───── Extracted data ─────

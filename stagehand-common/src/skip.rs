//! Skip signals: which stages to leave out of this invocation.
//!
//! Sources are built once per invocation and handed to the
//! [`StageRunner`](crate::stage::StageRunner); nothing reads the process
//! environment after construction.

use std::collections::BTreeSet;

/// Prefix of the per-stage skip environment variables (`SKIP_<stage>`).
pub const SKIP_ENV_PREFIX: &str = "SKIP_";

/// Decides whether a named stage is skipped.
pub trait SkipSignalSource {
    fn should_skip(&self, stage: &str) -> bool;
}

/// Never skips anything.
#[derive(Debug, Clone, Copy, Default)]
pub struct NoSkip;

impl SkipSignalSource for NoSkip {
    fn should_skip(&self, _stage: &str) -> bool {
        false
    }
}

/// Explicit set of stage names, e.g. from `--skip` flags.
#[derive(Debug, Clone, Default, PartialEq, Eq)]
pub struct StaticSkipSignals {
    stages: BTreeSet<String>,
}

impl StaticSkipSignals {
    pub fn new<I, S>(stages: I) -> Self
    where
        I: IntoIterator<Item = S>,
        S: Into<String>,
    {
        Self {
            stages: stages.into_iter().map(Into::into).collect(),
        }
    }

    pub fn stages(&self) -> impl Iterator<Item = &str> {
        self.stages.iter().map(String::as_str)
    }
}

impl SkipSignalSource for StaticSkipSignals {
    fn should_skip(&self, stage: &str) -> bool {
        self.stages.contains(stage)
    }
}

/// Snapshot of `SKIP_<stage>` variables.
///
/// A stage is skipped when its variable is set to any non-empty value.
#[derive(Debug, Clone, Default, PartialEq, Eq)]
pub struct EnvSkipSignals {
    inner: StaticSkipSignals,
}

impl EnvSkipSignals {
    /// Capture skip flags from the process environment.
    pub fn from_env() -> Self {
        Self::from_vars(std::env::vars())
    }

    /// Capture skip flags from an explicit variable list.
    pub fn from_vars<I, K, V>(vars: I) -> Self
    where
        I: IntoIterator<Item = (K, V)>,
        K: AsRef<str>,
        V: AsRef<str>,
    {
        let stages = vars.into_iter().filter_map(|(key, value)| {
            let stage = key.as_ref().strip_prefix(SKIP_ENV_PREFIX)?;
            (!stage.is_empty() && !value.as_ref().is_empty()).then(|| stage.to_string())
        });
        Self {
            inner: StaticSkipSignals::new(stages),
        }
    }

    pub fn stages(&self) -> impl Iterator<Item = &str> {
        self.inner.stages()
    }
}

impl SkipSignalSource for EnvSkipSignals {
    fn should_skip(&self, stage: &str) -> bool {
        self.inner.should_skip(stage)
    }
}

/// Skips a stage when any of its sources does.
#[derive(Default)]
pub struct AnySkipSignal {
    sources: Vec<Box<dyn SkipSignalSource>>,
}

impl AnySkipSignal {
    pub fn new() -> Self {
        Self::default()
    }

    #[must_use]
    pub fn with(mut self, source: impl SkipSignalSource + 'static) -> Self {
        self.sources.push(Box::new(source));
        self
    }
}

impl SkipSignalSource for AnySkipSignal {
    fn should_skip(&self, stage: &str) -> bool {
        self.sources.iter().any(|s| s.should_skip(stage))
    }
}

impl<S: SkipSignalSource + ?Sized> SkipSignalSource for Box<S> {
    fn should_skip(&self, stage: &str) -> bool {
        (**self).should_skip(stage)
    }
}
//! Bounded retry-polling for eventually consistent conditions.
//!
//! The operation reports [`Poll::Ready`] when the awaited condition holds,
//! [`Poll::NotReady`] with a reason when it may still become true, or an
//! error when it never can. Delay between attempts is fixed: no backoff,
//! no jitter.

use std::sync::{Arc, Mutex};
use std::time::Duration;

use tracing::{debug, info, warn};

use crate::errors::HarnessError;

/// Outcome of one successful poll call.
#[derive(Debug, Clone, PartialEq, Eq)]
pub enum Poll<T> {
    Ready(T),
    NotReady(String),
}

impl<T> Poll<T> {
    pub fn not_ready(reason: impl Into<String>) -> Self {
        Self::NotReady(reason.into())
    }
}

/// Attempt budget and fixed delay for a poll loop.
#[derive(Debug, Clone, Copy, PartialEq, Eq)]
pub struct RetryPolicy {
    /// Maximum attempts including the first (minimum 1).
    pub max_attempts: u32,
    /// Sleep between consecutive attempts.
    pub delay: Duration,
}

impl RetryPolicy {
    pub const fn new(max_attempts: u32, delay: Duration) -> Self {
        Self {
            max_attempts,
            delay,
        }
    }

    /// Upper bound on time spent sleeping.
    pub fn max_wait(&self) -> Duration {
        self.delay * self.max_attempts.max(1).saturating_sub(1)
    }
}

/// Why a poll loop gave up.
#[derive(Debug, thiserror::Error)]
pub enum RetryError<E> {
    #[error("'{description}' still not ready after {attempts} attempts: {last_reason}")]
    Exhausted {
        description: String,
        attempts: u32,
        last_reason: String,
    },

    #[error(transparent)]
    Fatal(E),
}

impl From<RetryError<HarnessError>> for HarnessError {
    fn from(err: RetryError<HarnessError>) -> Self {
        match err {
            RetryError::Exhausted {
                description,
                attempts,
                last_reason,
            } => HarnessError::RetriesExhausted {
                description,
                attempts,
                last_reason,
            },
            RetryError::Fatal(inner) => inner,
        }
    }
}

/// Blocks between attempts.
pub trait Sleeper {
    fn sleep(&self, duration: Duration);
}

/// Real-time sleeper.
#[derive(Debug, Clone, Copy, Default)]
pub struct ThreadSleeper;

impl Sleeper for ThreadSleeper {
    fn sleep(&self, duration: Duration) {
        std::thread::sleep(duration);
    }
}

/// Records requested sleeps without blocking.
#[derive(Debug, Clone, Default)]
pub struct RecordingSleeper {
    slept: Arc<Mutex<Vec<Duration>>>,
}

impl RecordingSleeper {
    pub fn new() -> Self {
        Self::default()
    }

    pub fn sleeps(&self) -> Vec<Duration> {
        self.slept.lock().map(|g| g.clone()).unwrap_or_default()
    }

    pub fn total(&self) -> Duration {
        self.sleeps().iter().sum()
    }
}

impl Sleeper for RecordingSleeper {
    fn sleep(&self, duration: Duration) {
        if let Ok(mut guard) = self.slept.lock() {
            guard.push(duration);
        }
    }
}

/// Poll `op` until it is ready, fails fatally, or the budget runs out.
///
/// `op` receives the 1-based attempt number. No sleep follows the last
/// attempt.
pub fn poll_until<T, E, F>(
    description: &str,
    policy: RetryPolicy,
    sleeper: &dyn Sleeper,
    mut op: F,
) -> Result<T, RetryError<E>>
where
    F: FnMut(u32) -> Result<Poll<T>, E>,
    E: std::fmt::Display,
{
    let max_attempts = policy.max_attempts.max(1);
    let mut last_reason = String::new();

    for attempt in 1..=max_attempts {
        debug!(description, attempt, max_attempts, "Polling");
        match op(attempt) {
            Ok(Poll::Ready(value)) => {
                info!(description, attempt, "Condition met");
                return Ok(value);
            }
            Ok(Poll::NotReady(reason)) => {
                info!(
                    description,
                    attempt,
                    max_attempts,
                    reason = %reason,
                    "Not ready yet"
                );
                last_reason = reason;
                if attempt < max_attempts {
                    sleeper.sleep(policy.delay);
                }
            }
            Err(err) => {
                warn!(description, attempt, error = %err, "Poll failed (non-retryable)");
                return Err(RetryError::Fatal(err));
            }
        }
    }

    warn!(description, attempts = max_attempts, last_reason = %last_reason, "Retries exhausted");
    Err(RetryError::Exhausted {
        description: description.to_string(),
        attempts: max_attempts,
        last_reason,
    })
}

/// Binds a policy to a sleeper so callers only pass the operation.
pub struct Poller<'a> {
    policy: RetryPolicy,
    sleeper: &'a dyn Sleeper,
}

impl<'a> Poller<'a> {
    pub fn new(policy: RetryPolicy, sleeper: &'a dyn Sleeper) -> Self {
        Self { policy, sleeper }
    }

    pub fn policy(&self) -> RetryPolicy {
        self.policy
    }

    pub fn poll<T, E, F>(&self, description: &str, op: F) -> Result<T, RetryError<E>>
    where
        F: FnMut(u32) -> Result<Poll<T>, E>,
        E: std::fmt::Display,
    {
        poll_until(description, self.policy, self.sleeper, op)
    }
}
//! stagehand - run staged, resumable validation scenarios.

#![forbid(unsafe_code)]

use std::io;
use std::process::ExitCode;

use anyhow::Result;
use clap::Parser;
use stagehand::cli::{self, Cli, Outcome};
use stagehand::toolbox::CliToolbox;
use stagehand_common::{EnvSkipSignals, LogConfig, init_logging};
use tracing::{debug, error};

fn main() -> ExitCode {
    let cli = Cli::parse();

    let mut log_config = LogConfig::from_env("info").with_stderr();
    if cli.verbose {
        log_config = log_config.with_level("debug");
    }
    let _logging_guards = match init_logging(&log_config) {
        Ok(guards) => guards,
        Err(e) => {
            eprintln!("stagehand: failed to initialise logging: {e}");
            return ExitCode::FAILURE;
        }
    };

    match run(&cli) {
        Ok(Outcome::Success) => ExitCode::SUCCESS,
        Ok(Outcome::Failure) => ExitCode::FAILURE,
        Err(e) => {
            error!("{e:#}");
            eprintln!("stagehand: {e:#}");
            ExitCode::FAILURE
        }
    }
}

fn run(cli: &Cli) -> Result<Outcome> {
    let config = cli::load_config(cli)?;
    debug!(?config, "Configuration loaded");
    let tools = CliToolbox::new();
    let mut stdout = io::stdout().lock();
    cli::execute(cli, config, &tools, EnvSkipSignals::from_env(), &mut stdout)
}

─────

- **Your goal**
Set down verbatim only the lines between the start of the data above and the line with "use std::collections::BTreeSet;", both boundaries included.

- **Exercise answer**
filename stagehand-common/src/skip.rs
//! Skip signals: which stages to leave out of this invocation.
//!
//! Sources are built once per invocation and handed to the
//! [`StageRunner`](crate::stage::StageRunner); nothing reads the process
//! environment after construction.

use std::collections::BTreeSet;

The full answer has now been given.